Volkheimer blinks, stone turning to flesh. “They do that every year.” He takes off his cap and runs one hand over the dense stubble of his hair. “They say he’s a Pole, a Red, a Cossack. He stole liquor or kerosene or money. Every year it’s the same.”

Under the seams of the hour, boys struggle in a dozen different arenas. Four hundred children crawling along the edge of a razor.

“Always the same phrase too,” Volkheimer adds. “?‘Circling the drain.’?”

“But was it decent to leave him out there like that? Even after he was dead?”

“Decency does not matter to them.” Then Hauptmann’s crisp boot heels come clicking into the room, and Volkheimer leans back into the corner, and his eye sockets refill with shadow, and Werner does not have the chance to ask him which them he means.

Boys leave dead mice in Frederick’s boots. They call him a poof, Blowjob, countless other juvenile sobriquets. Twice, a fifth-year takes Frederick’s field glasses and smears the lenses with excrement.

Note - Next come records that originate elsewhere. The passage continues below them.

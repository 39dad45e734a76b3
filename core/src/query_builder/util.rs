use crate::query_builder::Syntax;
use std::ops::Range;

/// A run of a compiled template. Ranges are byte offsets into the template source.
#[derive(Debug, Clone, PartialEq, Eq)]
pub(crate) enum Segment {
    Text(Range<usize>),
    /// The name of a `:name` placeholder, without the colon.
    Param(Range<usize>),
}

fn is_ident_start(b: u8) -> bool {
    b.is_ascii_alphabetic() || b == b'_'
}

fn is_ident_char(b: u8) -> bool {
    b.is_ascii_alphanumeric() || b == b'_'
}

fn ident_end(bytes: &[u8], start: usize) -> usize {
    bytes[start..]
        .iter()
        .position(|b| !is_ident_char(*b))
        .map_or(bytes.len(), |n| start + n)
}

/// Split `sql` into literal text and `:name` placeholders.
///
/// All delimiters are ASCII, so every offset produced here falls on a char boundary.
pub(crate) fn scan_placeholders(sql: &str, syntax: Syntax) -> Vec<Segment> {
    let bytes = sql.as_bytes();
    let mut segments = Vec::new();
    let mut text_start = 0;
    let mut i = 0;
    while i < bytes.len() {
        match bytes[i] {
            b':' => {
                // `::` is a cast, never a marker
                if bytes.get(i + 1) == Some(&b':') {
                    i += 2;
                    continue;
                }
                let name_start = i + 1;
                if bytes.get(name_start).is_some_and(|b| is_ident_start(*b)) {
                    let name_end = ident_end(bytes, name_start);
                    if text_start < i {
                        segments.push(Segment::Text(text_start..i));
                    }
                    segments.push(Segment::Param(name_start..name_end));
                    i = name_end;
                    text_start = i;
                } else {
                    i += 1;
                }
            }
            _ if syntax == Syntax::Plain => i += 1,
            b'\'' => {
                let escapes = i > 0 && matches!(bytes[i - 1], b'E' | b'e') && (i < 2 || !is_ident_char(bytes[i - 2]));
                i = skip_quoted(bytes, i, escapes);
            }
            b'"' => i = skip_quoted(bytes, i, false),
            b'-' if bytes.get(i + 1) == Some(&b'-') => i = skip_line_comment(bytes, i),
            b'/' if bytes.get(i + 1) == Some(&b'*') => i = skip_block_comment(bytes, i),
            b'$' => i = skip_dollar_quoted(bytes, i),
            _ => i += 1,
        }
    }
    if text_start < bytes.len() {
        segments.push(Segment::Text(text_start..bytes.len()));
    }
    segments
}

/// `start` is the opening quote. A doubled quote is an escaped quote.
fn skip_quoted(bytes: &[u8], start: usize, backslash_escapes: bool) -> usize {
    let quote = bytes[start];
    let mut i = start + 1;
    while i < bytes.len() {
        let b = bytes[i];
        if backslash_escapes && b == b'\\' {
            i += 2;
            continue;
        }
        if b == quote {
            if bytes.get(i + 1) == Some(&quote) {
                i += 2;
                continue;
            }
            return i + 1;
        }
        i += 1;
    }
    bytes.len()
}

fn skip_line_comment(bytes: &[u8], start: usize) -> usize {
    bytes[start..]
        .iter()
        .position(|b| *b == b'\n')
        .map_or(bytes.len(), |n| start + n + 1)
}

fn skip_block_comment(bytes: &[u8], start: usize) -> usize {
    let mut depth = 0usize;
    let mut i = start;
    while i < bytes.len() {
        if bytes[i..].starts_with(b"/*") {
            depth += 1;
            i += 2;
        } else if bytes[i..].starts_with(b"*/") {
            depth -= 1;
            i += 2;
            if depth == 0 {
                return i;
            }
        } else {
            i += 1;
        }
    }
    bytes.len()
}

/// Skips `$$...$$` and `$tag$...$tag$`. Anything else starting with `$` (e.g. `$1`) is one byte.
fn skip_dollar_quoted(bytes: &[u8], start: usize) -> usize {
    // `$` inside an identifier, as in `foo$bar`
    if start > 0 && is_ident_char(bytes[start - 1]) {
        return start + 1;
    }
    let mut tag_end = start + 1;
    if bytes.get(tag_end).is_some_and(|b| is_ident_start(*b)) {
        tag_end = ident_end(bytes, tag_end);
    }
    if bytes.get(tag_end) != Some(&b'$') {
        return start + 1;
    }
    let delimiter = &bytes[start..=tag_end];
    let body = tag_end + 1;
    bytes[body..]
        .windows(delimiter.len())
        .position(|w| w == delimiter)
        .map_or(bytes.len(), |n| body + n + delimiter.len())
}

Werner tells himself that he tries. Every night he polishes Frederick’s boots for him until they shine a foot deep—one less reason for a bunk master, or Bastian, or an upperclassman to jump on him. Sunday mornings in the refectory, they sit quietly in a sunbeam and Werner helps him with his schoolwork. Frederick whispers that in the spring, he hopes to find skylark nests in the grasses outside the school walls. Once he lifts his pencil and stares into space and says, “Lesser spotted woodpecker,” and Werner hears a bird’s distant thrumming travel across the grounds and through the wall.

In technical sciences, Dr. Hauptmann introduces the laws of thermodynamics. “Entropy, who can say what that is?”

The boys hunch over their desks. No one raises a hand. Hauptmann stalks the rows. Werner tries not to twitch a single muscle.

“Pfennig.”

“Entropy is the degree of randomness or disorder in a system, Doctor.”
     



His eyes fix on Werner’s for a heartbeat, a glance both warm and chilling. “Disorder. You hear the commandant say it. You hear your bunk masters say it. There must be order. Life is chaos, gentlemen. And what we represent is an ordering to that chaos. Even down to the genes. We are ordering the evolution of the species. Winnowing out the inferior, the unruly, the chaff. This is the great project of the Reich, the greatest project human beings have ever embarked upon.”

Hauptmann writes on the blackboard. The cadets inscribe the words into their composition books. The entropy of a closed system never decreases. Every process must by law decay.